Stored items
•••••
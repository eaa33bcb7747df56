pub mod client;
pub mod detail;
pub mod diagnostics;
mod dom;
pub mod error;
pub mod listing;

pub use client::{DirectoryClient, BROWSER_USER_AGENT};
pub use detail::parse_detail;
pub use diagnostics::{DiagnosticSink, NoopSink, RawHtmlFileSink};
pub use error::ScraperError;
pub use listing::{parse_listing, ListingHit};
•••••
§ What to produce: An exact copy of every line from the one containing "pub mod diagnostics;" through the last line of the entries is required; please add nothing.

§ Task solution:
pub mod diagnostics;
mod dom;
pub mod error;
pub mod listing;

pub use client::{DirectoryClient, BROWSER_USER_AGENT};
pub use detail::parse_detail;
pub use diagnostics::{DiagnosticSink, NoopSink, RawHtmlFileSink};
pub use error::ScraperError;
pub use listing::{parse_listing, ListingHit};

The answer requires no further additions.